We are working with DriveWorks in a multi-threaded environment.
We are currently facing a strange issue and we would like to know if the following approach is supported/allowed:
Frame grabbing from GMSL cameras is handled in a first thread.
After the initialization step, this thread iterate over dwSensors (one for each CSI port) and for each camera (sibling) within each CSI port.
For each camera, the loop content is roughly: dwSensorCamera_readFrame, dwSensorCamera_getImageNvMedia, dwSensorCamera_getDataLines, dwImageStreamer_postNvMedia, dwImageStreamer_receiveCUDA, dwSensorCamera_getImageROI, dwImageCUDA_mapToROI, dwRawPipeline_convertRawToDemosaic, dwImageStreamer_returnReceivedCUDA, dwImageStreamer_waitPostedNvMedia, dwSensorCamera_returnFrame.
The output dwImageCUDA of dwRawPipeline_convertRawToDemosaic is a pointer to a circular buffer (one for each camera feed).
The second thread is reading dwImageCUDA from the circular buffer filled by dwRawPipeline_convertRawToDemosaic and doing the following for each image dwImageFormatConverter_copyConvertCUDA, cudaMemcpy2D (just convert to RGBA and copy to host memory).

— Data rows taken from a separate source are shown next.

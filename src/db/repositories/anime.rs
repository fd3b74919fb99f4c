use crate::entities::{anime_documents, prelude::*};
use crate::models::anime::{AnimeDocument, AnimePatch};
use anyhow::{Context, Result};
use chrono::SecondsFormat;
use sea_orm::{
    ActiveValue, ActiveValue::NotSet, ColumnTrait, DatabaseConnection, EntityTrait, QueryFilter, Set,
};
use serde::Serialize;
use serde::de::DeserializeOwned;

fn to_json<T: Serialize>(value: &T) -> Result<String> {
    serde_json::to_string(value).context("Failed to serialize document field")
}

fn from_json<T: DeserializeOwned>(column: &str, raw: &str) -> Result<T> {
    serde_json::from_str(raw).with_context(|| format!("Corrupt JSON in column {column}"))
}

fn optional_json<T: Serialize>(value: Option<&T>) -> Result<Option<String>> {
    value.map(to_json).transpose()
}

fn set_opt<T: Clone + Into<sea_orm::Value>>(value: Option<&T>) -> ActiveValue<T> {
    value.map_or(NotSet, |v| Set(v.clone()))
}

fn set_json<T: Serialize>(value: Option<&T>) -> Result<ActiveValue<String>> {
    Ok(match value {
        Some(v) => Set(to_json(v)?),
        None => NotSet,
    })
}

fn now() -> String {
    chrono::Utc::now().to_rfc3339_opts(SecondsFormat::Millis, true)
}

fn to_document(model: anime_documents::Model) -> Result<AnimeDocument> {
    Ok(AnimeDocument {
        anime_id: model.anime_id,
        session: model.session,
        title: model.title,
        alternative_titles: from_json("alternative_titles", &model.alternative_titles)?,
        synopsis: model.synopsis,
        poster: model.poster,
        media_type: model.media_type,
        score: model.score,
        status: model.status,
        genres: from_json("genres", &model.genres)?,
        studios: from_json("studios", &model.studios)?,
        start_season: model
            .start_season
            .as_deref()
            .map(|raw| from_json("start_season", raw))
            .transpose()?,
        start_date: model.start_date,
        end_date: model.end_date,
        episode_count: model.episode_count,
        current_episode_count: model.current_episode_count,
        broadcast: model
            .broadcast
            .as_deref()
            .map(|raw| from_json("broadcast", raw))
            .transpose()?,
        duration: model.duration,
        rating: model.rating,
        episodes: from_json("episodes", &model.episodes)?,
        recommendations: from_json("recommendations", &model.recommendations)?,
        related_anime: from_json("related_anime", &model.related_anime)?,
        use_api: model.use_api,
    })
}

pub struct AnimeRepository {
    conn: DatabaseConnection,
}

impl AnimeRepository {
    #[must_use]
    pub const fn new(conn: DatabaseConnection) -> Self {
        Self { conn }
    }

    pub async fn find_by_id(&self, anime_id: i64) -> Result<Option<AnimeDocument>> {
        AnimeDocuments::find_by_id(anime_id)
            .one(&self.conn)
            .await?
            .map(to_document)
            .transpose()
    }

    pub async fn find_by_session(&self, session: &str) -> Result<Option<AnimeDocument>> {
        AnimeDocuments::find()
            .filter(anime_documents::Column::Session.eq(session))
            .one(&self.conn)
            .await?
            .map(to_document)
            .transpose()
    }

    pub async fn insert(&self, doc: &AnimeDocument) -> Result<()> {
        let now = now();
        let active_model = anime_documents::ActiveModel {
            anime_id: Set(doc.anime_id),
            session: Set(doc.session.clone()),
            title: Set(doc.title.clone()),
            alternative_titles: Set(to_json(&doc.alternative_titles)?),
            synopsis: Set(doc.synopsis.clone()),
            poster: Set(doc.poster.clone()),
            media_type: Set(doc.media_type.clone()),
            score: Set(doc.score),
            status: Set(doc.status.clone()),
            genres: Set(to_json(&doc.genres)?),
            studios: Set(to_json(&doc.studios)?),
            start_season: Set(optional_json(doc.start_season.as_ref())?),
            start_date: Set(doc.start_date.clone()),
            end_date: Set(doc.end_date.clone()),
            episode_count: Set(doc.episode_count),
            current_episode_count: Set(doc.current_episode_count),
            broadcast: Set(optional_json(doc.broadcast.as_ref())?),
            duration: Set(doc.duration),
            rating: Set(doc.rating.clone()),
            episodes: Set(to_json(&doc.episodes)?),
            recommendations: Set(to_json(&doc.recommendations)?),
            related_anime: Set(to_json(&doc.related_anime)?),
            use_api: Set(doc.use_api),
            created_at: Set(now.clone()),
            updated_at: Set(now),
        };

        AnimeDocuments::insert(active_model)
            .exec_without_returning(&self.conn)
            .await?;
        Ok(())
    }

    /// Writes only the columns present in `patch`. Returns whether a row was touched.
    pub async fn update(&self, anime_id: i64, patch: &AnimePatch) -> Result<bool> {
        if patch.is_empty() {
            return Ok(false);
        }

        let active_model = anime_documents::ActiveModel {
            title: set_opt(patch.title.as_ref()),
            synopsis: set_opt(patch.synopsis.as_ref()),
            status: set_opt(patch.status.as_ref()),
            episode_count: set_opt(patch.episode_count.as_ref()),
            start_date: set_opt(patch.start_date.as_ref()),
            end_date: set_opt(patch.end_date.as_ref()),
            score: set_opt(patch.score.as_ref()),
            rating: set_opt(patch.rating.as_ref()),
            genres: set_json(patch.genres.as_ref())?,
            studios: set_json(patch.studios.as_ref())?,
            alternative_titles: set_json(patch.alternative_titles.as_ref())?,
            recommendations: set_json(patch.recommendations.as_ref())?,
            related_anime: set_json(patch.related_anime.as_ref())?,
            current_episode_count: set_opt(patch.current_episode_count.as_ref()),
            episodes: set_json(patch.episodes.as_ref())?,
            use_api: set_opt(patch.use_api.as_ref()),
            updated_at: Set(now()),
            ..Default::default()
        };

        let result = AnimeDocuments::update_many()
            .set(active_model)
            .filter(anime_documents::Column::AnimeId.eq(anime_id))
            .exec(&self.conn)
            .await?;

        Ok(result.rows_affected > 0)
    }
}
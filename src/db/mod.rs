use crate::models::anime::{AnimeDocument, AnimePatch};
use anyhow::Result;
use sea_orm::{ConnectOptions, ConnectionTrait, Database, DatabaseConnection, Statement};
use std::path::Path;
use std::time::Duration;
use tracing::info;

pub mod migrator;
pub mod repositories;

/// Handle to the document store. Cheap to clone; every clone shares one pool.
#[derive(Clone)]
pub struct Store {
    pub conn: DatabaseConnection,
}

impl Store {
    pub async fn new(db_url: &str) -> Result<Self> {
        Self::with_pool_options(db_url, 5, 1).await
    }

    pub async fn with_pool_options(
        db_url: &str,
        max_connections: u32,
        min_connections: u32,
    ) -> Result<Self> {
        use sea_orm_migration::MigratorTrait;

        let path_str = db_url.trim_start_matches("sqlite://").trim_start_matches("sqlite:");
        let path_str = path_str.split('?').next().unwrap_or(path_str);
        if !path_str.is_empty() && !path_str.starts_with(":memory:") {
            if let Some(parent) = Path::new(path_str).parent() {
                tokio::fs::create_dir_all(parent).await.ok();
            }
            if !Path::new(path_str).exists() {
                std::fs::File::create(path_str)?;
            }
        }

        let mut opt = ConnectOptions::new(db_url.to_string());
        opt.max_connections(max_connections)
            .min_connections(min_connections)
            .connect_timeout(Duration::from_secs(10))
            .acquire_timeout(Duration::from_secs(10))
            .idle_timeout(Duration::from_secs(300))
            .max_lifetime(Duration::from_secs(600))
            .sqlx_logging(false);

        let conn = Database::connect(opt).await?;

        migrator::Migrator::up(&conn, None).await?;

        info!(
            "Database connected & migrations applied (pool: {}-{})",
            min_connections, max_connections
        );

        Ok(Self { conn })
    }

    pub async fn ping(&self) -> Result<()> {
        let backend = self.conn.get_database_backend();
        self.conn
            .query_one(Statement::from_string(backend, "SELECT 1".to_string()))
            .await?;
        Ok(())
    }

    fn anime_repo(&self) -> repositories::anime::AnimeRepository {
        repositories::anime::AnimeRepository::new(self.conn.clone())
    }

    fn cache_repo(&self) -> repositories::cache::CacheRepository {
        repositories::cache::CacheRepository::new(self.conn.clone())
    }

    pub async fn find_anime_by_id(&self, anime_id: i64) -> Result<Option<AnimeDocument>> {
        self.anime_repo().find_by_id(anime_id).await
    }

    pub async fn find_anime_by_session(&self, session: &str) -> Result<Option<AnimeDocument>> {
        self.anime_repo().find_by_session(session).await
    }

    pub async fn insert_anime(&self, doc: &AnimeDocument) -> Result<()> {
        self.anime_repo().insert(doc).await
    }

    /// Single-document partial update; only fields set on `patch` are written.
    pub async fn update_anime(&self, anime_id: i64, patch: &AnimePatch) -> Result<bool> {
        self.anime_repo().update(anime_id, patch).await
    }

    pub async fn get_cached_response(&self, key: &str) -> Result<Option<String>> {
        self.cache_repo().get(key).await
    }

    pub async fn cache_response(&self, key: &str, value: &str, ttl: Duration) -> Result<()> {
        let ttl = chrono::Duration::from_std(ttl)?;
        self.cache_repo().set(key, value, ttl).await
    }

    pub async fn invalidate_cached_response(&self, key: &str) -> Result<()> {
        self.cache_repo().delete(key).await
    }

    pub async fn purge_expired_responses(&self) -> Result<u64> {
        self.cache_repo().purge_expired().await
    }
}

Everything is going well while reading two cameras from the first thread and processing one circular buffer from the second thread.
Adding a third thread (identical to the second thread) to process the second camera feed (second circular buffer) leads to a crash.
As a side note, circular buffers are obviously thread safe and each dwImageCUDA within those buffers are accessible by only one thread (no concurrent access).
Would you have any clue or advice?
Is there any way to trace GPU processing if the host application is crashing?
(I would like to use the NVidia Visual Profiler to get a timeline of the crash)
Thanks and best regards,